I come to this belief by way of a remarkable book that, no exaggeration, permanently changed my worldview and self-understanding, Sarah Blaffer Hrdy’s Mother Nature. Using the tools of evolutionary psychology, Hrdy (yes, that’s how it’s spelled) turns the stereotype of selfless, altruistic motherhood on its head. Hrdy shows that successful primate mothers combine nurture with fierce ambition, mother love with ruthlessness, devotion to child with canny self-preservation. The successful raising of a hungry, curious, vulnerable human child requires a vigorous, canny mother with a strong support network. Successful motherhood, in other words, requires women to protect their own health, resources and social status. There is no ontological distinction between a woman’s drive to mother and her drive to succeed: they are one and the same, evolutionarily.

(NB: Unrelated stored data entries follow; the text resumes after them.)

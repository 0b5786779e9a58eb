//! Channel workers for Chatterbox.
//!
//! This crate wires the generation and chat crates into running workers:
//!
//! - [`ChatterboxConfig`] and [`load_accounts`]: startup inputs, validated up front.
//! - [`ProcessedMessages`]: the shared record of messages already answered.
//! - [`ChannelWorker`]: the per-channel read, generate, dispatch loop.
//! - [`Supervisor`]: builds the shared state and spawns one worker per channel.

#![forbid(unsafe_code)]
#![warn(missing_docs)]

mod accounts;
mod config;
mod processed;
mod supervisor;
mod worker;

pub use accounts::{load_accounts, parse_accounts};
pub use config::{
    ChannelConfig, ChatterboxConfig, DiscordConfig, GenerationConfig, ProcessedConfig,
};
pub use processed::{DEFAULT_PROCESSED_CAPACITY, ProcessedMessages};
pub use supervisor::{ChannelPlan, SpawnedWorker, Supervisor};
pub use worker::{ChannelWorker, IDENTITY_RETRY, Iteration, WorkerState};
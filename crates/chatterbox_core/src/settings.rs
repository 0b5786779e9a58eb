//! Per-channel worker settings.

use crate::Language;
use derive_getters::Getters;
use std::time::Duration;

/// What happens to a message after it has been posted.
#[derive(Debug, Clone, Copy, PartialEq, Eq, Hash, Default)]
pub enum DeletionPolicy {
    /// Leave the message in place.
    #[default]
    Keep,
    /// Delete as soon as the send is confirmed.
    Immediately,
    /// Delete once the delay has elapsed after the send is confirmed.
    After(Duration),
}

impl DeletionPolicy {
    /// Combine the two configuration knobs.
    ///
    /// `delete_immediately` wins; otherwise a positive `delete_after`
    /// schedules a delayed deletion and zero or absent keeps the message.
    ///
    /// ```
    /// use chatterbox_core::DeletionPolicy;
    /// use std::time::Duration;
    ///
    /// assert_eq!(DeletionPolicy::from_parts(Some(Duration::from_secs(9)), true), DeletionPolicy::Immediately);
    /// assert_eq!(DeletionPolicy::from_parts(Some(Duration::ZERO), false), DeletionPolicy::Keep);
    /// assert_eq!(DeletionPolicy::from_parts(None, false), DeletionPolicy::Keep);
    /// ```
    pub fn from_parts(delete_after: Option<Duration>, delete_immediately: bool) -> Self {
        if delete_immediately {
            return DeletionPolicy::Immediately;
        }
        match delete_after {
            Some(delay) if !delay.is_zero() => DeletionPolicy::After(delay),
            _ => DeletionPolicy::Keep,
        }
    }
}

impl std::fmt::Display for DeletionPolicy {
    fn fmt(&self, f: &mut std::fmt::Formatter<'_>) -> std::fmt::Result {
        match self {
            DeletionPolicy::Keep => write!(f, "No"),
            DeletionPolicy::Immediately => write!(f, "Immediately"),
            DeletionPolicy::After(delay) => write!(f, "In {} seconds", delay.as_secs()),
        }
    }
}

/// Behaviour of one channel worker. Immutable once the worker starts.
///
/// Read mode (answering the latest message) is on exactly when
/// `use_generation` is; otherwise the worker broadcasts from the static pool.
///
/// # Examples
///
/// ```
/// use chatterbox_core::{ChannelSettingsBuilder, DeletionPolicy, Language};
/// use std::time::Duration;
///
/// let settings = ChannelSettingsBuilder::default()
///     .use_generation(true)
///     .language(Language::English)
///     .loop_interval(Duration::from_secs(30))
///     .reply_as_thread(true)
///     .build()
///     .unwrap();
///
/// assert!(settings.read_messages());
/// assert_eq!(settings.deletion(), DeletionPolicy::Keep);
/// ```
#[derive(Debug, Clone, PartialEq, Eq, Getters, derive_builder::Builder)]
#[builder(setter(into))]
pub struct ChannelSettings {
    /// Generate replies through the text generation API
    #[builder(default)]
    use_generation: bool,
    /// Reply language
    #[builder(default = "Language::English")]
    language: Language,
    /// Wait before each read
    #[builder(default)]
    read_delay: Duration,
    /// Wait at the end of each iteration
    loop_interval: Duration,
    /// Honour the channel's slow-mode delay before answering
    #[builder(default)]
    use_slow_mode: bool,
    /// Thread replies to the message being answered
    #[builder(default)]
    reply_as_thread: bool,
    /// Delete posted messages after this delay
    #[builder(default)]
    delete_after: Option<Duration>,
    /// Delete posted messages straight away
    #[builder(default)]
    delete_immediately: bool,
}

impl ChannelSettings {
    /// Whether the worker reads and answers the latest message.
    pub fn read_messages(&self) -> bool {
        self.use_generation
    }

    /// Deletion behaviour for posted messages.
    pub fn deletion(&self) -> DeletionPolicy {
        DeletionPolicy::from_parts(self.delete_after, self.delete_immediately)
    }
}

impl std::fmt::Display for ChannelSettings {
    fn fmt(&self, f: &mut std::fmt::Formatter<'_>) -> std::fmt::Result {
        let flag = |on: bool| if on { "Active" } else { "No" };
        write!(
            f,
            "Gemini AI = {}, Language = {}, Read Message = {}, Read Delay = {} seconds, \
             Interval = {} seconds, Slow Mode = {}, Reply = {}, Delete Message = {}",
            flag(self.use_generation),
            self.language.as_ref().to_uppercase(),
            flag(self.read_messages()),
            self.read_delay.as_secs(),
            self.loop_interval.as_secs(),
            flag(self.use_slow_mode),
            if self.reply_as_thread { "Yes" } else { "No" },
            self.deletion(),
        )
    }
}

I do concede that it often feels as though the conflict between cultivating my children and cultivating my self is unresolvable. For me, this sense is especially acute when I have newborns. Newborns require such an intense investment of time, attention, and energy from me that my sense of self is deeply compromised, even ruptured. For a while after I have a baby, I feel like a completely different person — and not in a good way. I temporarily disconnect from the plans and interests by which I have defined my adult life; everything outside of the demands and yes, intense pleasures of the baby melts away.

But as my children have grown, I see more and more clearly how my ambition for them is one with my ambitions for myself; how my achievement in other realms becomes deeply connected to my investment in my children; how the same desires and values that motivate my work also motivate my mothering. It is only the logistics of industrial modernity, the specialization that sorts bodies into separate spaces, that would divide my mothering from my work.

Admittedly, this insight does little to guide young women attempting to work out their own settlement with our common dilemma. Perhaps it may quiet the sense of inner fracture, of psychic division, that torments so many mothers. And perhaps it may dissolve the zero-sum framework, in which time spent at work is time away from children — and thus every hour marks another a loss for either family or work. Beyond that, though, it leaves me no closer to knowing how to advise my own daughters.

Corey opens her essay with an anecdote in which a student, reflecting on her desire to be a mother and to pursue other work, quotes a prayer from the Anglican liturgy beseeching God for assistance to “do all such good works as thou hast prepared for us to walk in.” This moved me, and it reminded me of a vision, of sorts, that came to me on my mission. I had a particular dress that I wore often. It was, indescribably, both tailored and yet free-flowing over the abdomen. One day as I walked up the street with my companion, carrying the briefcase in which we kept our books, I glanced at my reflection in a shop window. In the image I saw, I had a flash of both a professional woman with a suit and briefcase, and a pregnant body. This opened into a vision of a life, a possible future life for me: overflowing with children and pregnancies, and also with books and work. I had a sense of chaos and disorder but also abundance, joy, energy, optimism, and love. I responded to the vision with a deep “yes” from my soul. Years later, circumstances have not put my life into the bifurcate form I imagined in that moment, but the feeling of abundance and affirmation is as fresh as ever.